TO DO -> Give back every entry, exactly as written.

········

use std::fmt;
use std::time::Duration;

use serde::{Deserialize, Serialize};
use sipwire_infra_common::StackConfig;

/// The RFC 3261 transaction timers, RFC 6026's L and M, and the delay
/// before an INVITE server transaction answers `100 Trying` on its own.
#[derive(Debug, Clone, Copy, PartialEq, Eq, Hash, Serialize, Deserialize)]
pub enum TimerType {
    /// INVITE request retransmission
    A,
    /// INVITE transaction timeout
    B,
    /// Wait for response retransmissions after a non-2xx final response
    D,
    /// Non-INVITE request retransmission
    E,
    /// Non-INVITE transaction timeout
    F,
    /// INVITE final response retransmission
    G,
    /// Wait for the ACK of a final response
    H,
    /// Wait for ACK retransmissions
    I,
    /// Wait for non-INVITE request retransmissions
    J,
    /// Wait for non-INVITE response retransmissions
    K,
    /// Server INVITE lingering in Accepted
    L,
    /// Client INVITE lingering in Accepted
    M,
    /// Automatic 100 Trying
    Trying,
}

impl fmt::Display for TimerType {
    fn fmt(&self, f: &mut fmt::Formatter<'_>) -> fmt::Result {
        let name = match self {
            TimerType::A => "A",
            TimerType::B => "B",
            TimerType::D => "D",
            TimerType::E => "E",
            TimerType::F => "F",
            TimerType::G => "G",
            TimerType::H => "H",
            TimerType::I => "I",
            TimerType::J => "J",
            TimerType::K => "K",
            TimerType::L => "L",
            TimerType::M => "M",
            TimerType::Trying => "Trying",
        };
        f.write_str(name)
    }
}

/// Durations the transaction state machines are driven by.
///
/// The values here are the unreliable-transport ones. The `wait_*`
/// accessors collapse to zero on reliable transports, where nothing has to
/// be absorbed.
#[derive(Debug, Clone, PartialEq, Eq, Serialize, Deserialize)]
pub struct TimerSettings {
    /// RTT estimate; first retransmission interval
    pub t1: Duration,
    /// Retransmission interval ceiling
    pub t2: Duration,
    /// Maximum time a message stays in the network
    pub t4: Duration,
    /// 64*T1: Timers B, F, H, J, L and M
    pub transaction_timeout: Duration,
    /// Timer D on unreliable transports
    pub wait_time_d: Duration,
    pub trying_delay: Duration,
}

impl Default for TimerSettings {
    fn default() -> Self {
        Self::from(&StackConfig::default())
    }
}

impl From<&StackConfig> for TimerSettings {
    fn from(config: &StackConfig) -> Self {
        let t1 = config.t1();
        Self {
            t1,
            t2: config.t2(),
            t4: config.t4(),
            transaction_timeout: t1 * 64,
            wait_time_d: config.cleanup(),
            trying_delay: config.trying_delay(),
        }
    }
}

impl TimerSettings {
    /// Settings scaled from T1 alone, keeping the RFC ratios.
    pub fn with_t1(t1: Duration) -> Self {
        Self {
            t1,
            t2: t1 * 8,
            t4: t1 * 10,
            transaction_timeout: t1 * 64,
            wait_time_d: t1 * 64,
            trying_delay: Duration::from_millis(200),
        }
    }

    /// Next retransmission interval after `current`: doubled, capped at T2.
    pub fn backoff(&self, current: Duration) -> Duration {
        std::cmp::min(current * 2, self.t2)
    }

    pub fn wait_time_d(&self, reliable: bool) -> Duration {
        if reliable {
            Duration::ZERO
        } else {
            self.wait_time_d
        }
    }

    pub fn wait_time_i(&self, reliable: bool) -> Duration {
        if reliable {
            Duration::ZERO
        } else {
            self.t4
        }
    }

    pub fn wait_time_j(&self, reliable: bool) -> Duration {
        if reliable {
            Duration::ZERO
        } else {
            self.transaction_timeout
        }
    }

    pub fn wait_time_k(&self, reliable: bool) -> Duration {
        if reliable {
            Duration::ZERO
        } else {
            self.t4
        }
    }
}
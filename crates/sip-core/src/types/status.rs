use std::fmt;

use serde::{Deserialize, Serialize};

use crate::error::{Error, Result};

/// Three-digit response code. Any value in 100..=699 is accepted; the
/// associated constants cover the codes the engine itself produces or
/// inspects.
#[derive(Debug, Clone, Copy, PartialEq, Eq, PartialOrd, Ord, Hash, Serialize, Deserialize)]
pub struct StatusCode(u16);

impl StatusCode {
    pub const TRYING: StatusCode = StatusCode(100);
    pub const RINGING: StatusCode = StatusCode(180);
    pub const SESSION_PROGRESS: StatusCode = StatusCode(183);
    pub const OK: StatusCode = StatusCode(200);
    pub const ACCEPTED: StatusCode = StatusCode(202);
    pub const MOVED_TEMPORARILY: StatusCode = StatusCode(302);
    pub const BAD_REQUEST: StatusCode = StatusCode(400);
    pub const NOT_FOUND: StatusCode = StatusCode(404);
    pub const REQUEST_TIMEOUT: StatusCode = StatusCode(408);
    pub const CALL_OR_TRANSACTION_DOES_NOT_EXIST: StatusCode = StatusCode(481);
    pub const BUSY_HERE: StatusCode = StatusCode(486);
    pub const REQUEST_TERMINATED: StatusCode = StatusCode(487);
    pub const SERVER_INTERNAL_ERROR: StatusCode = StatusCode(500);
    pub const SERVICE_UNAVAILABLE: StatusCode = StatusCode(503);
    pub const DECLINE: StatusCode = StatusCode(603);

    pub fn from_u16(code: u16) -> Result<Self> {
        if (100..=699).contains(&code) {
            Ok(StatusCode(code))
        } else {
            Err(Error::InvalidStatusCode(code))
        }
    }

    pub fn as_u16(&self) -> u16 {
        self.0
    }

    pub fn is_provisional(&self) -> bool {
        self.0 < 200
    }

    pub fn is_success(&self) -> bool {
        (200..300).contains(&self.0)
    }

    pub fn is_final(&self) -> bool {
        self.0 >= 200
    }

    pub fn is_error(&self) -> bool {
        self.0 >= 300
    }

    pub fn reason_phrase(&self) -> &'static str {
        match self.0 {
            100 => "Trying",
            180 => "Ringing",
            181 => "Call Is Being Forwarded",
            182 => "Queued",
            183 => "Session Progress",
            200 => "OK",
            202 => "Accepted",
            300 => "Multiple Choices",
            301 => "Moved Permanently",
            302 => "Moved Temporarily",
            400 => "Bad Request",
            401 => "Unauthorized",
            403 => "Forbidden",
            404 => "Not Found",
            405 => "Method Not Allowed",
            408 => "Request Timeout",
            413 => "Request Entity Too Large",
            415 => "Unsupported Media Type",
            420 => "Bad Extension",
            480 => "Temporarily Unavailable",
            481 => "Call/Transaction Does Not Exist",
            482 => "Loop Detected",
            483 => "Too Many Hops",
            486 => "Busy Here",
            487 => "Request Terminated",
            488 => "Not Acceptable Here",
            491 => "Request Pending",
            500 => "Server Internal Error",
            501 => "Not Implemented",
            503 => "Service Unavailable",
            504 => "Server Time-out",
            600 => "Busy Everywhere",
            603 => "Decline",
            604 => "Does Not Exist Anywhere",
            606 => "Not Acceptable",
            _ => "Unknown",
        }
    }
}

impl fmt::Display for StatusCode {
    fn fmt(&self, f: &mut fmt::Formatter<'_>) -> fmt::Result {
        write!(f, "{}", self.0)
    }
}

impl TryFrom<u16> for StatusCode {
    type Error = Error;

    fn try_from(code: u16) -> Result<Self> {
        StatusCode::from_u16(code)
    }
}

········

ANSWER FOR THIS EXERCISE ->
use std::fmt;
use std::time::Duration;

use serde::{Deserialize, Serialize};
use sipwire_infra_common::StackConfig;

/// The RFC 3261 transaction timers, RFC 6026's L and M, and the delay
/// before an INVITE server transaction answers `100 Trying` on its own.
#[derive(Debug, Clone, Copy, PartialEq, Eq, Hash, Serialize, Deserialize)]
pub enum TimerType {
    /// INVITE request retransmission
    A,
    /// INVITE transaction timeout
    B,
    /// Wait for response retransmissions after a non-2xx final response
    D,
    /// Non-INVITE request retransmission
    E,
    /// Non-INVITE transaction timeout
    F,
    /// INVITE final response retransmission
    G,
    /// Wait for the ACK of a final response
    H,
    /// Wait for ACK retransmissions
    I,
    /// Wait for non-INVITE request retransmissions
    J,
    /// Wait for non-INVITE response retransmissions
    K,
    /// Server INVITE lingering in Accepted
    L,
    /// Client INVITE lingering in Accepted
    M,
    /// Automatic 100 Trying
    Trying,
}

impl fmt::Display for TimerType {
    fn fmt(&self, f: &mut fmt::Formatter<'_>) -> fmt::Result {
        let name = match self {
            TimerType::A => "A",
            TimerType::B => "B",
            TimerType::D => "D",
            TimerType::E => "E",
            TimerType::F => "F",
            TimerType::G => "G",
            TimerType::H => "H",
            TimerType::I => "I",
            TimerType::J => "J",
            TimerType::K => "K",
            TimerType::L => "L",
            TimerType::M => "M",
            TimerType::Trying => "Trying",
        };
        f.write_str(name)
    }
}

/// Durations the transaction state machines are driven by.
///
/// The values here are the unreliable-transport ones. The `wait_*`
/// accessors collapse to zero on reliable transports, where nothing has to
/// be absorbed.
#[derive(Debug, Clone, PartialEq, Eq, Serialize, Deserialize)]
pub struct TimerSettings {
    /// RTT estimate; first retransmission interval
    pub t1: Duration,
    /// Retransmission interval ceiling
    pub t2: Duration,
    /// Maximum time a message stays in the network
    pub t4: Duration,
    /// 64*T1: Timers B, F, H, J, L and M
    pub transaction_timeout: Duration,
    /// Timer D on unreliable transports
    pub wait_time_d: Duration,
    pub trying_delay: Duration,
}

impl Default for TimerSettings {
    fn default() -> Self {
        Self::from(&StackConfig::default())
    }
}

impl From<&StackConfig> for TimerSettings {
    fn from(config: &StackConfig) -> Self {
        let t1 = config.t1();
        Self {
            t1,
            t2: config.t2(),
            t4: config.t4(),
            transaction_timeout: t1 * 64,
            wait_time_d: config.cleanup(),
            trying_delay: config.trying_delay(),
        }
    }
}

impl TimerSettings {
    /// Settings scaled from T1 alone, keeping the RFC ratios.
    pub fn with_t1(t1: Duration) -> Self {
        Self {
            t1,
            t2: t1 * 8,
            t4: t1 * 10,
            transaction_timeout: t1 * 64,
            wait_time_d: t1 * 64,
            trying_delay: Duration::from_millis(200),
        }
    }

    /// Next retransmission interval after `current`: doubled, capped at T2.
    pub fn backoff(&self, current: Duration) -> Duration {
        std::cmp::min(current * 2, self.t2)
    }

    pub fn wait_time_d(&self, reliable: bool) -> Duration {
        if reliable {
            Duration::ZERO
        } else {
            self.wait_time_d
        }
    }

    pub fn wait_time_i(&self, reliable: bool) -> Duration {
        if reliable {
            Duration::ZERO
        } else {
            self.t4
        }
    }

    pub fn wait_time_j(&self, reliable: bool) -> Duration {
        if reliable {
            Duration::ZERO
        } else {
            self.transaction_timeout
        }
    }

    pub fn wait_time_k(&self, reliable: bool) -> Duration {
        if reliable {
            Duration::ZERO
        } else {
            self.t4
        }
    }
}
filename crates/sip-core/src/types/status.rs
use std::fmt;

use serde::{Deserialize, Serialize};

use crate::error::{Error, Result};

/// Three-digit response code. Any value in 100..=699 is accepted; the
/// associated constants cover the codes the engine itself produces or
/// inspects.
#[derive(Debug, Clone, Copy, PartialEq, Eq, PartialOrd, Ord, Hash, Serialize, Deserialize)]
pub struct StatusCode(u16);

impl StatusCode {
    pub const TRYING: StatusCode = StatusCode(100);
    pub const RINGING: StatusCode = StatusCode(180);
    pub const SESSION_PROGRESS: StatusCode = StatusCode(183);
    pub const OK: StatusCode = StatusCode(200);
    pub const ACCEPTED: StatusCode = StatusCode(202);
    pub const MOVED_TEMPORARILY: StatusCode = StatusCode(302);
    pub const BAD_REQUEST: StatusCode = StatusCode(400);
    pub const NOT_FOUND: StatusCode = StatusCode(404);
    pub const REQUEST_TIMEOUT: StatusCode = StatusCode(408);
    pub const CALL_OR_TRANSACTION_DOES_NOT_EXIST: StatusCode = StatusCode(481);
    pub const BUSY_HERE: StatusCode = StatusCode(486);
    pub const REQUEST_TERMINATED: StatusCode = StatusCode(487);
    pub const SERVER_INTERNAL_ERROR: StatusCode = StatusCode(500);
    pub const SERVICE_UNAVAILABLE: StatusCode = StatusCode(503);
    pub const DECLINE: StatusCode = StatusCode(603);

    pub fn from_u16(code: u16) -> Result<Self> {
        if (100..=699).contains(&code) {
            Ok(StatusCode(code))
        } else {
            Err(Error::InvalidStatusCode(code))
        }
    }

    pub fn as_u16(&self) -> u16 {
        self.0
    }

    pub fn is_provisional(&self) -> bool {
        self.0 < 200
    }

    pub fn is_success(&self) -> bool {
        (200..300).contains(&self.0)
    }

    pub fn is_final(&self) -> bool {
        self.0 >= 200
    }

    pub fn is_error(&self) -> bool {
        self.0 >= 300
    }

    pub fn reason_phrase(&self) -> &'static str {
        match self.0 {
            100 => "Trying",
            180 => "Ringing",
            181 => "Call Is Being Forwarded",
            182 => "Queued",
            183 => "Session Progress",
            200 => "OK",
            202 => "Accepted",
            300 => "Multiple Choices",
            301 => "Moved Permanently",
            302 => "Moved Temporarily",
            400 => "Bad Request",
            401 => "Unauthorized",
            403 => "Forbidden",
            404 => "Not Found",
            405 => "Method Not Allowed",
            408 => "Request Timeout",
            413 => "Request Entity Too Large",
            415 => "Unsupported Media Type",
            420 => "Bad Extension",
            480 => "Temporarily Unavailable",
            481 => "Call/Transaction Does Not Exist",
            482 => "Loop Detected",
            483 => "Too Many Hops",
            486 => "Busy Here",
            487 => "Request Terminated",
            488 => "Not Acceptable Here",
            491 => "Request Pending",
            500 => "Server Internal Error",
            501 => "Not Implemented",
            503 => "Service Unavailable",
            504 => "Server Time-out",
            600 => "Busy Everywhere",
            603 => "Decline",
            604 => "Does Not Exist Anywhere",
            606 => "Not Acceptable",
            _ => "Unknown",
        }
    }
}

impl fmt::Display for StatusCode {
    fn fmt(&self, f: &mut fmt::Formatter<'_>) -> fmt::Result {
        write!(f, "{}", self.0)
    }
}

impl TryFrom<u16> for StatusCode {
    type Error = Error;

    fn try_from(code: u16) -> Result<Self> {
        StatusCode::from_u16(code)
    }
}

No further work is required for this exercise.